Something I have decided to study for 2020 and beyond is how to showcase more of our unique Canadian agricultural products, especially those which are practical to grow in Alberta. Whether that is for a tea-style infusion or a culinary inspiration as a pairing to one of my teas. I’ve spent the last several hours scouring my books to compile a list of plants across Canada which are a good potential fit for what I want to do. The following are my results which still need to be fine tuned, but I have a goal to taste at least 10% of these in 2020.

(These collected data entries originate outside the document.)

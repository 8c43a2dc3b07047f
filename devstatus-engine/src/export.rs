//! Report export: one row per record of an environment.

use std::fmt;
use std::str::FromStr;

use chrono::{DateTime, Utc};
use serde::{Deserialize, Serialize};

use checklist::{Catalog, StatusEnum};

use crate::types::{EngineError, Result, StatusRecord};

const CSV_HEADER: [&str; 6] = [
    "Category",
    "Subcategory",
    "Status",
    "Updated At",
    "Updated By",
    "Evidence Count",
];

/// Report format.
#[derive(Debug, Clone, Copy, PartialEq, Eq, Serialize, Deserialize)]
#[serde(rename_all = "lowercase")]
pub enum ExportFormat {
    Json,
    Csv,
}

impl ExportFormat {
    /// Upper-case label used in the activity feed.
    pub fn label(&self) -> &'static str {
        match self {
            Self::Json => "JSON",
            Self::Csv => "CSV",
        }
    }

    pub fn extension(&self) -> &'static str {
        match self {
            Self::Json => "json",
            Self::Csv => "csv",
        }
    }
}

impl fmt::Display for ExportFormat {
    fn fmt(&self, f: &mut fmt::Formatter<'_>) -> fmt::Result {
        f.write_str(self.extension())
    }
}

impl FromStr for ExportFormat {
    type Err = String;

    fn from_str(s: &str) -> std::result::Result<Self, Self::Err> {
        match s.to_ascii_lowercase().as_str() {
            "json" => Ok(Self::Json),
            "csv" => Ok(Self::Csv),
            other => Err(format!("unknown export format: {other}")),
        }
    }
}

/// One exported row.
#[derive(Debug, Clone, PartialEq, Serialize, Deserialize)]
#[serde(rename_all = "camelCase")]
pub struct ExportRow {
    pub category: String,
    pub subcategory: String,
    pub status: StatusEnum,
    pub updated_at: DateTime<Utc>,
    pub updated_by: String,
    pub evidence_count: usize,
}

/// Rows for the given records, resolved against the catalog.
pub fn snapshot_rows<'a>(
    catalog: &Catalog,
    records: impl IntoIterator<Item = &'a StatusRecord>,
) -> Vec<ExportRow> {
    records
        .into_iter()
        .map(|record| {
            let sub = catalog.subcategory(&record.subcategory_id);
            let category = sub
                .and_then(|s| catalog.category(&s.category_id))
                .map(|c| c.title.clone())
                .unwrap_or_default();
            ExportRow {
                category,
                subcategory: sub.map(|s| s.title.clone()).unwrap_or_default(),
                status: record.status,
                updated_at: record.last_updated_at,
                updated_by: record.last_updated_by.clone(),
                evidence_count: record.evidence.len(),
            }
        })
        .collect()
}

/// Render rows in the requested format.
pub fn render(rows: &[ExportRow], format: ExportFormat) -> Result<String> {
    match format {
        ExportFormat::Json => {
            serde_json::to_string_pretty(rows).map_err(|e| EngineError::Export(e.to_string()))
        }
        ExportFormat::Csv => Ok(render_csv(rows)),
    }
}

fn render_csv(rows: &[ExportRow]) -> String {
    let mut lines = Vec::with_capacity(rows.len() + 1);
    lines.push(CSV_HEADER.join(","));
    for row in rows {
        let fields = [
            csv_field(&row.category),
            csv_field(&row.subcategory),
            csv_field(row.status.as_str()),
            csv_field(&row.updated_at.to_rfc3339()),
            csv_field(&row.updated_by),
            row.evidence_count.to_string(),
        ];
        lines.push(fields.join(","));
    }
    lines.join("\n")
}

fn csv_field(value: &str) -> String {
    if value.contains([',', '"', '\n', '\r']) {
        format!("\"{}\"", value.replace('"', "\"\""))
    } else {
        value.to_string()
    }
}

#[cfg(test)]
mod tests {
    use super::*;
    use crate::store::StatusStore;
    use chrono::TimeZone;
    use std::sync::Arc;

    fn rows() -> Vec<ExportRow> {
        let catalog = Arc::new(Catalog::builtin());
        let now = Utc.with_ymd_and_hms(2025, 3, 1, 12, 0, 0).unwrap();
        let store = StatusStore::initial(catalog.clone(), "p1", now);
        snapshot_rows(&catalog, store.list("e1"))
    }

    #[test]
    fn test_rows_resolve_titles() {
        let rows = rows();
        assert_eq!(rows.len(), 10);
        let docker = rows
            .iter()
            .find(|r| r.subcategory == "Docker Basics & DevContainers")
            .unwrap();
        assert!(!docker.category.is_empty());
        assert_eq!(docker.status, StatusEnum::NotStarted);
        assert_eq!(docker.evidence_count, 0);
    }

    #[test]
    fn test_json_export() {
        let json = render(&rows(), ExportFormat::Json).unwrap();
        let parsed: serde_json::Value = serde_json::from_str(&json).unwrap();
        assert_eq!(parsed.as_array().unwrap().len(), 10);
        assert_eq!(parsed[0]["status"], "not_started");
        assert!(parsed[0].get("evidenceCount").is_some());
        assert!(json.contains('\n'));
    }

    #[test]
    fn test_csv_export_quotes() {
        let csv = render(&rows(), ExportFormat::Csv).unwrap();
        let lines: Vec<_> = csv.lines().collect();
        assert_eq!(lines[0], "Category,Subcategory,Status,Updated At,Updated By,Evidence Count");
        assert_eq!(lines.len(), 11);

        assert_eq!(csv_field("plain"), "plain");
        assert_eq!(csv_field("a,b"), "\"a,b\"");
        assert_eq!(csv_field("say \"hi\""), "\"say \"\"hi\"\"\"");
        assert_eq!(csv_field("Database (Local Postgres/Supabase)"), "Database (Local Postgres/Supabase)");
    }

    #[test]
    fn test_format_parse() {
        assert_eq!("CSV".parse::<ExportFormat>(), Ok(ExportFormat::Csv));
        assert!("xml".parse::<ExportFormat>().is_err());
        assert_eq!(ExportFormat::Json.label(), "JSON");
    }
}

- “Tricky Marys” mocktail soaking Juniper berries in tomato juice for a few days and mixing that with the rest of the ingredients for a bloody mary
- The inner bark (cambium) of a balsam poplar in spring or early summer eaten fresh or used to smoke fish
- Twigs and leaves of yellow or sweet birch for a tea infusion
- Rocky Mountain Maple leaves (dried) used to spice meat
- Choke cherries
- Sumac berries
- Blackberries, Raspberries, Salmonberrys, Thimbleberry,
Cloudberry (bakeapple),Five-leaved Bramble, Dewberries (Cloudberry was amazing, I would compare it to the rich flavors of gyokuro tea but slightly more medicinal with a yellow stonefruit like peach. I ordered it from Amazon for some ridiculosu price like $20 a jar?) - Peedled Raspberry shoots, Raspberry leaf tea
Red Mulberry apparently tastes amazing(Tried it as a Jam from Vietnam. It was good — I would describe the flavor as the type of dark berry note you often get from wines and cant place it so you call it like blackberry-plum)- Barberry fruit and leaves
- Oregon-Grapes as a fruit
- Common Pawpaw fruit is really good?
- Spicebush ash for meat seasoning
- Sassafras
- Currants, esp black
- Gooseberries
- Saskatoon and Serviceberries
- False-Wintergreens berries and and leaf used as tea
- Crowberries and Crowberry twigs for tea
- Buffaloberry, Soapberry
- Mayflowers in Salad
- Buckbrush tea
- Young shoots from Willows
- Hops in Risotto, Potato dishes, raw with vinaigrette, young leaves for salads
- Sweetflag (candied)
- Wild asparagus and roasted asparagus seeds
- Gingseng in general
- Wild onions in general
- Wild gingers in general
- Watercress and Yellowcress in salads and garnishes
- Shepherd’s-Purse as a salad or hotpot vegetable
- Field Pennycress seeds and leaves
- Stork’s-Bill for a parsley flavor
- Woodsorrel for a sour green used like rhubarb, prepared like saurkraut, or lemonade, or to eat the flowers
- Violets for edible candied flowers, leaves in omelettes, flowers for tea
- Fireweeds (young shoots for vegetable similar to asparagus, flowers for salads)
- Wintergreen teas
- Ground-Cherry fruits
- Brooklime and Speedwell tea
- Wild licorice rhizome
- Common sweet-clover flowers or leaves to make a vanilla-like tea
- Sweet-Vetches roots have an anise flavor
- Pomme-de-Prarie for potato like tubers
- Groundnut beans
- Hyssop leaves, shoots, flowers
- Mock-Pennyroyal leaf tea or garnish because of its mint-like nature
- Vervain leaf tea, flowers as garnish
- Golden Alexander flowers cooked in lieu of Broccoli
- Anjelica leaves, seeds, root
- Gairdner’s Yampah root fresh or dried
- Stinging Nettle shoots and leaves in lieu of spinach, cream of nettle soup, purees
- Aven root as a hot chocolate substitute
- Salsify in general
- Dandelion in general
- Sow-Thistle leaf with butter
- Elecampane leaves candied
- Sunflowers and Jerusalem Artichokes
- Feverfew flowers as a pastry flavor or tea
- Coltsfoot tea similar to anise
- Pineapple weed in the same family as chamomile with more of a pineapple scent
- Burdock in general
- Wild rice in general
- Common sweetgrass for smoking foods to give them a vanilla note, or the essential oil
- Fiddleheads in general
Looking at the list… will I taste 10%? (._. ) it seems the health food community is out to get me with inflated prices.